Tami J. Friedman (B.A., Wisconsin; M.A., Ph.D., Columbia) teaches 20th-century U.S. history at Brock, including the post-1865 U.S. history survey and courses on U.S. foreign policy, the Cold War, the 1960s, women in North America, and class and capitalism in the United States. She also teaches a graduate course on women and work in U.S. history.

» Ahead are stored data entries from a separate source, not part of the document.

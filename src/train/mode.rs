use super::Train;
use crate::authority::Authority;
use crate::error::AuthorityError;
use crate::network::TrackNetwork;
use crate::route::{Route, TrainPath};
use crate::util::u8_enum;
use log::{info, warn};
#[cfg(feature = "serde")]
use serde::{Deserialize, Serialize};

/// The way a train's authority is computed.
#[derive(Clone, Copy, Debug, PartialEq, Eq, Hash)]
#[cfg_attr(
    feature = "serde",
    derive(Serialize, Deserialize),
    serde(into = "u8", try_from = "u8")
)]
pub enum ControlMode {
    /// Authority is granted block by block by signals.
    AutoSignal = 0,
    /// Authority is granted section by section where there are no usable signals.
    AutoNode = 1,
    /// Driven by a player along whatever the switches are set to.
    Manual = 2,
    /// Like manual, but signals are passed on permission obtained automatically.
    Explorer = 3,
    /// Braking to a stand after something went wrong.
    OutOfControl = 4,
    /// Standing on a turntable.
    Turntable = 5,
    /// Not taking part in the simulation.
    Inactive = 6,
    /// Waiting for its first authority.
    Undefined = 7,
}

u8_enum!(ControlMode {
    AutoSignal,
    AutoNode,
    Manual,
    Explorer,
    OutOfControl,
    Turntable,
    Inactive,
    Undefined,
});

impl ControlMode {
    /// Whether the train follows its path automatically.
    pub fn is_auto(self) -> bool {
        matches!(self, ControlMode::AutoSignal | ControlMode::AutoNode)
    }

    /// Whether the train is driven along the track without a path.
    pub fn is_manual(self) -> bool {
        matches!(self, ControlMode::Manual | ControlMode::Explorer)
    }
}

/// Why a train went out of control.
#[derive(Clone, Copy, Debug, PartialEq, Eq, Hash)]
#[cfg_attr(
    feature = "serde",
    derive(Serialize, Deserialize),
    serde(into = "u8", try_from = "u8")
)]
pub enum OutOfControlReason {
    /// Passed a signal at danger.
    Spad = 0,
    /// Passed a signal at danger while moving backwards.
    SpadRear = 1,
    /// Ran through a switch set against it.
    MisalignedSwitch = 2,
    /// Entered a section it did not hold.
    OutOfAuthority = 3,
    /// Ran past the end of its route.
    OutOfPath = 4,
    /// Slid into a section held by another train.
    SlippedIntoPath = 5,
    /// Slid into the end of the track.
    SlippedToEndOfTrack = 6,
    /// Reached the end of the track.
    OutOfTrack = 7,
}

u8_enum!(OutOfControlReason {
    Spad,
    SpadRear,
    MisalignedSwitch,
    OutOfAuthority,
    OutOfPath,
    SlippedIntoPath,
    SlippedToEndOfTrack,
    OutOfTrack,
});

/// What drives a train.
#[derive(Clone, Copy, Debug, PartialEq, Eq, Hash)]
#[cfg_attr(
    feature = "serde",
    derive(Serialize, Deserialize),
    serde(into = "u8", try_from = "u8")
)]
pub enum TrainKind {
    Player = 0,
    Ai = 1,
    /// Parked stock that never moves by itself.
    Static = 2,
    /// A train positioned from elsewhere, for example another simulator.
    Remote = 3,
}

u8_enum!(TrainKind {
    Player,
    Ai,
    Static,
    Remote
});

/// What the core does for a kind of train.
#[derive(Clone, Copy, Debug, PartialEq, Eq)]
pub struct Capabilities {
    /// The train is moved by the simulation.
    pub moves: bool,
    /// A new route is searched for after the train went out of control.
    pub regenerates_route: bool,
    /// The train may be switched to manual or explorer mode.
    pub manual_control: bool,
    /// The train takes part in deadlock detection.
    pub deadlock_checks: bool,
}

const CAPABILITIES: [Capabilities; 4] = [
    // Player
    Capabilities {
        moves: true,
        regenerates_route: false,
        manual_control: true,
        deadlock_checks: true,
    },
    // Ai
    Capabilities {
        moves: true,
        regenerates_route: true,
        manual_control: false,
        deadlock_checks: true,
    },
    // Static
    Capabilities {
        moves: false,
        regenerates_route: false,
        manual_control: false,
        deadlock_checks: false,
    },
    // Remote
    Capabilities {
        moves: false,
        regenerates_route: false,
        manual_control: false,
        deadlock_checks: false,
    },
];

impl TrainKind {
    pub fn capabilities(self) -> Capabilities {
        CAPABILITIES[self as usize]
    }
}

impl Train {
    /// Whether the train takes part in deadlock detection.
    pub(crate) fn checks_deadlocks(&self) -> bool {
        self.kind.capabilities().deadlock_checks && self.mode != ControlMode::Inactive
    }

    /// Whether the train runs in the simulation, as opposed to parked or inactive stock.
    pub(crate) fn is_active(&self) -> bool {
        self.kind.capabilities().moves && self.mode != ControlMode::Inactive
    }

    /// Puts the train out of control: it brakes as hard as it can and gives up
    /// everything it holds ahead of it.
    pub(crate) fn set_out_of_control(
        &mut self,
        reason: OutOfControlReason,
        network: &mut TrackNetwork,
    ) {
        if self.mode == ControlMode::OutOfControl {
            if matches!(
                reason,
                OutOfControlReason::SlippedIntoPath | OutOfControlReason::SlippedToEndOfTrack
            ) {
                self.out_of_control = Some(reason);
            }
            return;
        }
        warn!("train {} out of control: {:?}", self.number, reason);
        self.release_forward(network);
        self.mode = ControlMode::OutOfControl;
        self.out_of_control = Some(reason);
        self.authority = [Authority::NONE; 2];
        self.switch_marker = [None; 2];
        self.lookahead.clear();
        if self.kind.capabilities().regenerates_route {
            self.regenerate = true;
        }
    }

    /// Releases the reservations ahead of the train, and behind it in manual mode.
    pub(crate) fn release_forward(&mut self, network: &mut TrackNetwork) {
        network.release_route(self.id, &self.routes[0], self.front.route_index + 1);
        network.release_route(self.id, &self.routes[1], self.rear.route_index + 1);
    }

    /// Finds the train's front on the active leg of its path.
    fn original_path_index(&self) -> Result<usize, AuthorityError> {
        let index = self
            .path
            .active_leg()
            .and_then(|leg| leg.find_element_from(self.front.element, 0));
        index.ok_or_else(|| {
            warn!(
                "train {} is not on its original path at {:?}",
                self.number, self.front.element
            );
            AuthorityError::OffOriginalPath(self.number)
        })
    }

    /// Follows the active leg of the path again from route index `index`.
    fn resume_path(&mut self, index: usize) {
        let route = self.path.active_leg().cloned().unwrap_or_default();
        self.routes = [route, Route::default()];
        self.front.route_index = index;
        self.rear.route_index = 0;
        self.moving_backward = false;
        self.switch_marker = [None; 2];
        self.lookahead.clear();
        self.route_changed = true;
    }

    /// Switches to manual or explorer mode.
    pub(crate) fn request_manual(
        &mut self,
        explorer: bool,
        network: &mut TrackNetwork,
    ) -> Result<(), AuthorityError> {
        let to = if explorer {
            ControlMode::Explorer
        } else {
            ControlMode::Manual
        };
        if !self.kind.capabilities().manual_control
            || matches!(
                self.mode,
                ControlMode::OutOfControl | ControlMode::Inactive | ControlMode::Turntable
            )
        {
            return Err(AuthorityError::ModeChangeRejected {
                from: self.mode,
                to,
            });
        }
        if self.mode == to {
            return Ok(());
        }
        self.release_forward(network);
        self.routes = [
            Route::new(vec![self.front.element]),
            Route::new(vec![self.rear.element.reversed()]),
        ];
        self.front.route_index = 0;
        self.rear.route_index = 0;
        self.authority = [Authority::NONE; 2];
        self.lookahead.clear();
        self.route_changed = true;
        info!("train {} changes from {:?} to {:?}", self.number, self.mode, to);
        self.mode = to;
        Ok(())
    }

    /// Returns from manual or explorer mode to automatic control along the original path.
    /// Nothing changes if the train has left that path.
    pub(crate) fn request_auto(
        &mut self,
        network: &mut TrackNetwork,
    ) -> Result<(), AuthorityError> {
        if !self.mode.is_manual() || (self.moving_backward && self.speed > 0.0) {
            return Err(AuthorityError::ModeChangeRejected {
                from: self.mode,
                to: ControlMode::Undefined,
            });
        }
        let index = self.original_path_index()?;
        self.release_forward(network);
        self.resume_path(index);
        self.target_speed = None;
        info!("train {} returns to automatic control", self.number);
        self.mode = ControlMode::Undefined;
        Ok(())
    }

    /// Puts a train that was out of control back into service on its original path.
    pub(crate) fn reset_out_of_control(&mut self) -> Result<(), AuthorityError> {
        if self.mode != ControlMode::OutOfControl {
            return Err(AuthorityError::ModeChangeRejected {
                from: self.mode,
                to: ControlMode::Undefined,
            });
        }
        let index = self.original_path_index()?;
        self.resume_path(index);
        self.out_of_control = None;
        self.regenerate = false;
        self.mode = ControlMode::Undefined;
        Ok(())
    }

    /// Gives the train a new path. Its front must stand on the path's active leg.
    pub(crate) fn set_path(
        &mut self,
        path: TrainPath,
        network: &mut TrackNetwork,
    ) -> Result<(), AuthorityError> {
        if matches!(self.mode, ControlMode::OutOfControl | ControlMode::Turntable)
            || self.mode.is_manual()
        {
            return Err(AuthorityError::ModeChangeRejected {
                from: self.mode,
                to: ControlMode::Undefined,
            });
        }
        let leg = path.active_leg().ok_or(AuthorityError::EmptyRoute)?;
        network.validate_route(leg)?;
        let index = leg
            .find_element_from(self.front.element, 0)
            .ok_or(AuthorityError::OffOriginalPath(self.number))?;
        self.release_forward(network);
        self.path = path;
        self.resume_path(index);
        if self.mode != ControlMode::Inactive {
            self.mode = ControlMode::Undefined;
        }
        Ok(())
    }

    /// Follows a route found after the train went out of control.
    pub(crate) fn adopt_route(&mut self, route: Route) {
        self.path = TrainPath::single(route);
        self.resume_path(0);
        self.out_of_control = None;
        self.regenerate = false;
        self.mode = ControlMode::Undefined;
        info!("train {} continues on a new route", self.number);
    }

    /// Stops looking for a new route.
    pub(crate) fn abandon_route_search(&mut self) {
        self.regenerate = false;
    }

    /// Parks the train on a turntable.
    pub(crate) fn enter_turntable(
        &mut self,
        network: &mut TrackNetwork,
    ) -> Result<(), AuthorityError> {
        if matches!(
            self.mode,
            ControlMode::OutOfControl | ControlMode::Inactive | ControlMode::Turntable
        ) || self.speed > 0.0
        {
            return Err(AuthorityError::ModeChangeRejected {
                from: self.mode,
                to: ControlMode::Turntable,
            });
        }
        self.release_forward(network);
        self.authority = [Authority::NONE; 2];
        self.lookahead.clear();
        self.mode = ControlMode::Turntable;
        Ok(())
    }

    /// Leaves the turntable, resuming the path if the train still stands on it.
    pub(crate) fn leave_turntable(
        &mut self,
        network: &mut TrackNetwork,
    ) -> Result<(), AuthorityError> {
        if self.mode != ControlMode::Turntable {
            return Err(AuthorityError::ModeChangeRejected {
                from: self.mode,
                to: ControlMode::Undefined,
            });
        }
        match self.original_path_index() {
            Ok(index) => {
                self.resume_path(index);
                self.mode = ControlMode::Undefined;
            }
            Err(_) if self.kind.capabilities().manual_control => {
                self.mode = ControlMode::Undefined;
                self.request_manual(false, network)?;
            }
            Err(_) => {
                self.mode = ControlMode::Undefined;
                self.set_out_of_control(OutOfControlReason::OutOfPath, network);
            }
        }
        Ok(())
    }

    /// Takes a standing train out of service, giving up everything it holds ahead.
    pub(crate) fn deactivate(&mut self, network: &mut TrackNetwork) -> Result<(), AuthorityError> {
        if matches!(
            self.mode,
            ControlMode::OutOfControl | ControlMode::Inactive | ControlMode::Turntable
        ) || self.speed > 0.0
        {
            return Err(AuthorityError::ModeChangeRejected {
                from: self.mode,
                to: ControlMode::Inactive,
            });
        }
        self.release_forward(network);
        self.authority = [Authority::NONE; 2];
        self.lookahead.clear();
        info!("train {} taken out of service", self.number);
        self.mode = ControlMode::Inactive;
        Ok(())
    }

    /// Brings an inactive train into service.
    pub(crate) fn activate(&mut self) -> Result<(), AuthorityError> {
        if self.mode != ControlMode::Inactive || !self.kind.capabilities().moves {
            return Err(AuthorityError::ModeChangeRejected {
                from: self.mode,
                to: ControlMode::Undefined,
            });
        }
        let index = self.original_path_index()?;
        self.resume_path(index);
        self.mode = ControlMode::Undefined;
        Ok(())
    }
}

#[cfg(test)]
mod test {
    use super::{ControlMode, TrainKind};

    #[test]
    fn capabilities_by_kind() {
        assert!(TrainKind::Player.capabilities().manual_control);
        assert!(TrainKind::Ai.capabilities().regenerates_route);
        assert!(!TrainKind::Static.capabilities().moves);
        assert!(!TrainKind::Remote.capabilities().deadlock_checks);
    }

    #[test]
    fn mode_groups() {
        assert!(ControlMode::AutoNode.is_auto());
        assert!(ControlMode::Explorer.is_manual());
        assert!(!ControlMode::OutOfControl.is_auto());
        assert_eq!(ControlMode::try_from(7), Ok(ControlMode::Undefined));
    }
}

Her research interests, which include labor, race/ethnicity, and gender, center on the history of economic change. Her current work focuses on industrial migration within the United States after World War II, emphasizing the social consequences of economic restructuring and the role of public policy in facilitating capital flight. Her book manuscript, tentatively entitledCommunities in Competition: Capital Migration and Plant Relocation in the U.S. Carpet Industry, 1929-1975 , is under contract with The University of Pennsylvania Press.
Her article, “Exploiting the North-South Differential: Corporate Power, Southern Politics, and the Decline of Organized Labor after World War II,” appeared in the Journal of American History (September 2008) and won the 2009 Binkley-Stephenson Award from the Organization of American Historians for the best scholarly article published in the JAH in 2008. Her book chapter, “ ‘A Trail of Ghost Towns Across Our Land’: The Decline of Manufacturing in Yonkers, New York,” appears in Jefferson Cowie and Joseph Heathcott, eds.,Beyond the Ruins: The Meanings of Deindustrialization (Cornell, 2003). Her book reviews have appeared in Business History Review, Labor: Studies in Working-Class History of the Americas , and Labour/Le Travail , and she has contributed entries to The Encyclopedia of New York State (Syracuse, 2005) and The Encyclopedia of African-American Culture and History (Macmillan, 1995). She also has served as a peer reviewer for The Alabama Review: A Quarterly Journal of Alabama History and Labor Studies Journal.
20th-century U.S. history; social history of economic change; gender, race, and ethnicity.